RECORDED DATA —
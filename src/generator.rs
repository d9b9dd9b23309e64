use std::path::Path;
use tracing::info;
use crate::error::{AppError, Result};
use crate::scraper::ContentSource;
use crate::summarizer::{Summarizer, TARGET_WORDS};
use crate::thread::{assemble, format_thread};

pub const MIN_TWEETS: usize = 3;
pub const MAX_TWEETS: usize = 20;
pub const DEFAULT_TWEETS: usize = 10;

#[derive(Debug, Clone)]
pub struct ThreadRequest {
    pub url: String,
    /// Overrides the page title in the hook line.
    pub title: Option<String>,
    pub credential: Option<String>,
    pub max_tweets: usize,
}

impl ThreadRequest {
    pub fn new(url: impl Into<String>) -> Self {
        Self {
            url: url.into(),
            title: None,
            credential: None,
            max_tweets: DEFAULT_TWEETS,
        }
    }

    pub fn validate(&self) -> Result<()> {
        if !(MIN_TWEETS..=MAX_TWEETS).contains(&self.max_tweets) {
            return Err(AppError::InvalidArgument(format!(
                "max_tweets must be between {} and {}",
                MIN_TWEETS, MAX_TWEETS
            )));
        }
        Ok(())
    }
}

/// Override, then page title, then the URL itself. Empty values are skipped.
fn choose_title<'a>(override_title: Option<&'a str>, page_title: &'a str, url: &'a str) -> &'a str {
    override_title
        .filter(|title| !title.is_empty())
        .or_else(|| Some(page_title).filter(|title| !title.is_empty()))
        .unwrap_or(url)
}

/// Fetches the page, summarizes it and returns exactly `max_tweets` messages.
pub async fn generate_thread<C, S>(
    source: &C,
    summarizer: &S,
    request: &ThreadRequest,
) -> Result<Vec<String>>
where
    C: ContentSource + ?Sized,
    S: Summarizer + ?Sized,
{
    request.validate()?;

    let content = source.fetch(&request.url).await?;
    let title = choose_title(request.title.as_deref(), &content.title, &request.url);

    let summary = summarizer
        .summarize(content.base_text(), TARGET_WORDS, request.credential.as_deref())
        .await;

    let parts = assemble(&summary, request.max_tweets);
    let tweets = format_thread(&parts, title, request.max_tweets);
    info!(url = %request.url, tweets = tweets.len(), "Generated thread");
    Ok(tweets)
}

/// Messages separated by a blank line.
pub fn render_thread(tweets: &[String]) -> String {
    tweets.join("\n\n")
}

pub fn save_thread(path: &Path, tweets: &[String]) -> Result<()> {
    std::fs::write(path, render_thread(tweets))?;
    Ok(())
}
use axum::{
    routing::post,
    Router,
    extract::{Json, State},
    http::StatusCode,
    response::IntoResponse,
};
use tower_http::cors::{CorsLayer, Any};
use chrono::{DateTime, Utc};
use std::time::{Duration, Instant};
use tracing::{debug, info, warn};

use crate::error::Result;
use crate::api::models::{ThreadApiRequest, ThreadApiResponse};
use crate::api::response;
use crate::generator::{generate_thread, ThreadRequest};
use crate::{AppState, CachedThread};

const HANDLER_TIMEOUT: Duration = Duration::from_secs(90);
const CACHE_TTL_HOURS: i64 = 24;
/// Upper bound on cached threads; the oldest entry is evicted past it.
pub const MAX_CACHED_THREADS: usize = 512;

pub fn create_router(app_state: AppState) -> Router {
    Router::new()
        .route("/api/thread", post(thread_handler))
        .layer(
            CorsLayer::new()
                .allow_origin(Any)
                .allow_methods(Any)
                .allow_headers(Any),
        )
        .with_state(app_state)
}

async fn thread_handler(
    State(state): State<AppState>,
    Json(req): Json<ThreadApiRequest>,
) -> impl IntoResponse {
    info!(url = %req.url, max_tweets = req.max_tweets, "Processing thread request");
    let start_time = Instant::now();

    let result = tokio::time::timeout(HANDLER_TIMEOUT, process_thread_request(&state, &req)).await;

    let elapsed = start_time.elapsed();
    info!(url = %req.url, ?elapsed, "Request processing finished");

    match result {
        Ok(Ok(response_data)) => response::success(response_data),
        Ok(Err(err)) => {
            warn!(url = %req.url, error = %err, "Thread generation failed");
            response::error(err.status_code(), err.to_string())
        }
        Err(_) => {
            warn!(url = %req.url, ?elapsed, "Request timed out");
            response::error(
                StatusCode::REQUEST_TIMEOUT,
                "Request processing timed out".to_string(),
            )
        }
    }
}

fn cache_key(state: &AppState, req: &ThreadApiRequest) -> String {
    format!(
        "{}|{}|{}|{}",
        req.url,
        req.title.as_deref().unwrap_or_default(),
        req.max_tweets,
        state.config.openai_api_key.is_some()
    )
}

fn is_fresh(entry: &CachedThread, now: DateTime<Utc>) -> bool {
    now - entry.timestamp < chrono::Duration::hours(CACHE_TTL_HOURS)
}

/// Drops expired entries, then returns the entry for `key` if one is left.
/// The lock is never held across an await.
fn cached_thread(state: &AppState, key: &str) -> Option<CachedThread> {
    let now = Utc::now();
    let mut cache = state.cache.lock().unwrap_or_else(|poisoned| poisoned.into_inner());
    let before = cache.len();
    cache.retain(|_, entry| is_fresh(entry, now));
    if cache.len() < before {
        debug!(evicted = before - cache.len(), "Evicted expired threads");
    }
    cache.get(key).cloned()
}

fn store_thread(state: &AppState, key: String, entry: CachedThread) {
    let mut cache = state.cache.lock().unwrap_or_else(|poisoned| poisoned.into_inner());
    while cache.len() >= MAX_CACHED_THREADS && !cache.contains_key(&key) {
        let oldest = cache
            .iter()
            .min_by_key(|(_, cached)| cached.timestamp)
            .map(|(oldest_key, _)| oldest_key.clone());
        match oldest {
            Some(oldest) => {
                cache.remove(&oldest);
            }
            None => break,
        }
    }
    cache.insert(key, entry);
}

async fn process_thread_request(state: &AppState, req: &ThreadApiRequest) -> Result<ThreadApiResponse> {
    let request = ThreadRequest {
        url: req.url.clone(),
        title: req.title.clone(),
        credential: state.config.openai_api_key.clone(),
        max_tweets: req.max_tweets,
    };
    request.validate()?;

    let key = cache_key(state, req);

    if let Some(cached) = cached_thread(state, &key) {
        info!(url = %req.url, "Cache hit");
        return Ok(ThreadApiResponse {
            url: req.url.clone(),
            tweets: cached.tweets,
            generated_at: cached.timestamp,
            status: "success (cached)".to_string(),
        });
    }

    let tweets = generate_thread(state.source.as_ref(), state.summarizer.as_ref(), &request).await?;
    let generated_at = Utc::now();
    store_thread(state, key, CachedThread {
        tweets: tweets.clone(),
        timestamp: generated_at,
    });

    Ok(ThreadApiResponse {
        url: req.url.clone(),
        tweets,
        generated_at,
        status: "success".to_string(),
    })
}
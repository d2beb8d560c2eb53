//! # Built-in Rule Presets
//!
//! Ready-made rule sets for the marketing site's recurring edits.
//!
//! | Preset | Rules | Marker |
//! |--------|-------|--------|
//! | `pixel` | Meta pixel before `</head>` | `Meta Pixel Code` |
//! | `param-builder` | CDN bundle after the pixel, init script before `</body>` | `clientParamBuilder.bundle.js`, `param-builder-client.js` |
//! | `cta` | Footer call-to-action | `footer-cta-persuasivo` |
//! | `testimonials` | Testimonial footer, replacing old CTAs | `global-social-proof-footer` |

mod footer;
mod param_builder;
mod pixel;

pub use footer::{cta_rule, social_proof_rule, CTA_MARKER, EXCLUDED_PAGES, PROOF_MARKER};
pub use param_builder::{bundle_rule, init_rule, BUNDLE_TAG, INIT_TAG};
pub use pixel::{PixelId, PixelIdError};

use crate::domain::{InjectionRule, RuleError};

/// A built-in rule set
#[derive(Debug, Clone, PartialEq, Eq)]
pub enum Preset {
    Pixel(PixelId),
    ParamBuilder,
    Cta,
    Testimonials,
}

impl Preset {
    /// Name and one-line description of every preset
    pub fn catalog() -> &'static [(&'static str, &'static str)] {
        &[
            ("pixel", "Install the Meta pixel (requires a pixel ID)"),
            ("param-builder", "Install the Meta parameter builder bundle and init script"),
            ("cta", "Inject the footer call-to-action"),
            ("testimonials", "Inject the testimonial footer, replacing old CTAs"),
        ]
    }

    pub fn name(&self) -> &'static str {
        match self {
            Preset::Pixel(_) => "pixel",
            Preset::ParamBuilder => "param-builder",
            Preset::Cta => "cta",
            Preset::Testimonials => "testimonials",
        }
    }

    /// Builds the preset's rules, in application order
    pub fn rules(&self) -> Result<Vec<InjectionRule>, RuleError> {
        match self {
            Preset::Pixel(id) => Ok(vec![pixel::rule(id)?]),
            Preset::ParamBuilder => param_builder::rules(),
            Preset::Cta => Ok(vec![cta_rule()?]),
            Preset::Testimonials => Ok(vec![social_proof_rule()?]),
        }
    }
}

EXERCISE — In the material above, which lines contain "returns"? Copy each of them.

WRITTEN ANSWER —
/// Fetches the page, summarizes it and returns exactly `max_tweets` messages.
/// Drops expired entries, then returns the entry for `key` if one is left.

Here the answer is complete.